## HOW TO COMPLETE THIS TASK
For the records that follow, give the number of lines containing the word "SecretString", with no added text.

+ + +

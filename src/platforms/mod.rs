//! Platform abstraction layer
//!
//! Defines the [`Platform`] trait that all social platforms implement,
//! plus the credential bundle and factory that turn configuration into
//! ready-to-post clients.

use std::time::Duration;

use async_trait::async_trait;
use tracing::debug;

use crate::config::Config;
use crate::error::{ConfigError, Result};
use crate::types::{ImageAttachment, PlatformKind, PostRef, ReplyRefs};

pub mod bluesky;
pub mod linkedin;
pub mod mock;
pub mod twitter;

pub use bluesky::{BlueskyClient, BlueskySession};
pub use linkedin::{LinkedInClient, LinkedInCredential};
pub use mock::{MockConfig, MockPlatform};
pub use twitter::{TwitterClient, TwitterCredential};

// ============================================================================
// Platform trait
// ============================================================================

/// A social platform capable of publishing a reply-chained thread.
///
/// Implementations are `Send + Sync` so dispatchers can hold them behind
/// `Box<dyn Platform>` across await points.
#[async_trait]
pub trait Platform: Send + Sync + std::fmt::Debug {
    /// Which platform this client posts to.
    fn kind(&self) -> PlatformKind;

    /// Maximum characters a single post may carry.
    fn character_limit(&self) -> usize;

    /// Pause inserted between consecutive chunks of a thread.
    fn inter_chunk_delay(&self) -> Duration;

    /// Platforms with aggressive rate limiting get longer pauses between
    /// sibling publishes.
    fn rate_limit_sensitive(&self) -> bool {
        false
    }

    /// Check chunk text before any network call is made.
    fn validate_content(&self, text: &str) -> Result<()>;

    /// Publish one chunk. `reply` carries the thread's root and the
    /// immediately preceding post; `None` marks the thread root itself.
    /// Attachments are only ever passed for the first chunk.
    async fn publish_chunk(
        &self,
        text: &str,
        reply: Option<&ReplyRefs>,
        attachments: &[ImageAttachment],
    ) -> Result<PostRef>;

    /// Human-viewable URL for a published post, when one can be derived.
    fn post_url(&self, post: &PostRef) -> Option<String>;
}

// ============================================================================
// Credentials and factory
// ============================================================================

/// Credentials for every platform the caller has access to. A missing
/// entry simply leaves that platform out of the dispatch set.
#[derive(Default)]
pub struct Credentials {
    pub twitter: Option<TwitterCredential>,
    pub linkedin: Option<LinkedInCredential>,
    pub bluesky: Option<BlueskySession>,
}

/// Build platform clients for every platform that is named in the config,
/// enabled, and has credentials. Order follows `defaults.platforms`.
pub fn create_platforms(
    config: &Config,
    credentials: Credentials,
) -> Result<Vec<Box<dyn Platform>>> {
    let Credentials {
        mut twitter,
        mut linkedin,
        mut bluesky,
    } = credentials;

    let mut platforms: Vec<Box<dyn Platform>> = Vec::new();
    for name in &config.defaults.platforms {
        let kind: PlatformKind = name.parse().map_err(|_| {
            ConfigError::Invalid(format!("unknown platform in defaults.platforms: {name}"))
        })?;

        match kind {
            PlatformKind::Twitter => {
                let enabled = config.twitter.as_ref().is_some_and(|c| c.enabled);
                match (enabled, twitter.take()) {
                    (true, Some(credential)) => {
                        let section = config.twitter.as_ref().map(|c| (c.premium, c.api_base.clone()));
                        let (premium, api_base) = section.unwrap_or((false, None));
                        platforms.push(Box::new(TwitterClient::new(credential, premium, api_base)));
                    }
                    (true, None) => debug!("twitter enabled but no credentials, skipping"),
                    (false, _) => debug!("twitter not enabled, skipping"),
                }
            }
            PlatformKind::LinkedIn => {
                let enabled = config.linkedin.as_ref().is_some_and(|c| c.enabled);
                match (enabled, linkedin.take()) {
                    (true, Some(credential)) => {
                        let api_base = config.linkedin.as_ref().and_then(|c| c.api_base.clone());
                        platforms.push(Box::new(LinkedInClient::new(credential, api_base)));
                    }
                    (true, None) => debug!("linkedin enabled but no credentials, skipping"),
                    (false, _) => debug!("linkedin not enabled, skipping"),
                }
            }
            PlatformKind::Bluesky => {
                let enabled = config.bluesky.as_ref().is_some_and(|c| c.enabled);
                match (enabled, bluesky.take()) {
                    (true, Some(session)) => {
                        platforms.push(Box::new(BlueskyClient::new(session)));
                    }
                    (true, None) => debug!("bluesky enabled but no session, skipping"),
                    (false, _) => debug!("bluesky not enabled, skipping"),
                }
            }
        }
    }

    Ok(platforms)
}

#[cfg(test)]
mod tests {
    use super::*;
    use secrecy::SecretString;

    fn full_credentials() -> Credentials {
        Credentials {
            twitter: Some(TwitterCredential {
                bearer_token: SecretString::from("tw-token"),
            }),
            linkedin: Some(LinkedInCredential {
                access_token: SecretString::from("li-token"),
                author_urn: "urn:li:person:abc".to_string(),
            }),
            bluesky: Some(BlueskySession {
                did: "did:plc:abc".to_string(),
                handle: "me.bsky.social".to_string(),
                access_jwt: SecretString::from("bsky-jwt"),
                service: "https://bsky.social".to_string(),
            }),
        }
    }

    #[test]
    fn test_create_platforms_follows_config_order() {
        let config = Config::default_config();
        let platforms = create_platforms(&config, full_credentials()).unwrap();

        let kinds: Vec<PlatformKind> = platforms.iter().map(|p| p.kind()).collect();
        assert_eq!(
            kinds,
            vec![
                PlatformKind::Bluesky,
                PlatformKind::Twitter,
                PlatformKind::LinkedIn
            ]
        );
    }

    #[test]
    fn test_missing_credentials_skips_platform() {
        let config = Config::default_config();
        let credentials = Credentials {
            bluesky: full_credentials().bluesky,
            ..Default::default()
        };
        let platforms = create_platforms(&config, credentials).unwrap();

        assert_eq!(platforms.len(), 1);
        assert_eq!(platforms[0].kind(), PlatformKind::Bluesky);
    }

    #[test]
    fn test_disabled_platform_skipped() {
        let mut config = Config::default_config();
        if let Some(twitter) = config.twitter.as_mut() {
            twitter.enabled = false;
        }
        let platforms = create_platforms(&config, full_credentials()).unwrap();

        let kinds: Vec<PlatformKind> = platforms.iter().map(|p| p.kind()).collect();
        assert_eq!(kinds, vec![PlatformKind::Bluesky, PlatformKind::LinkedIn]);
    }

    #[test]
    fn test_unknown_platform_name_rejected() {
        let mut config = Config::default_config();
        config.defaults.platforms = vec!["myspace".to_string()];

        let err = create_platforms(&config, full_credentials()).unwrap_err();
        assert!(err.to_string().contains("myspace"));
    }

    #[test]
    fn test_empty_platform_list_yields_no_clients() {
        let mut config = Config::default_config();
        config.defaults.platforms.clear();

        let platforms = create_platforms(&config, full_credentials()).unwrap();
        assert!(platforms.is_empty());
    }
}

+ + +

## YOUR SOLUTION
4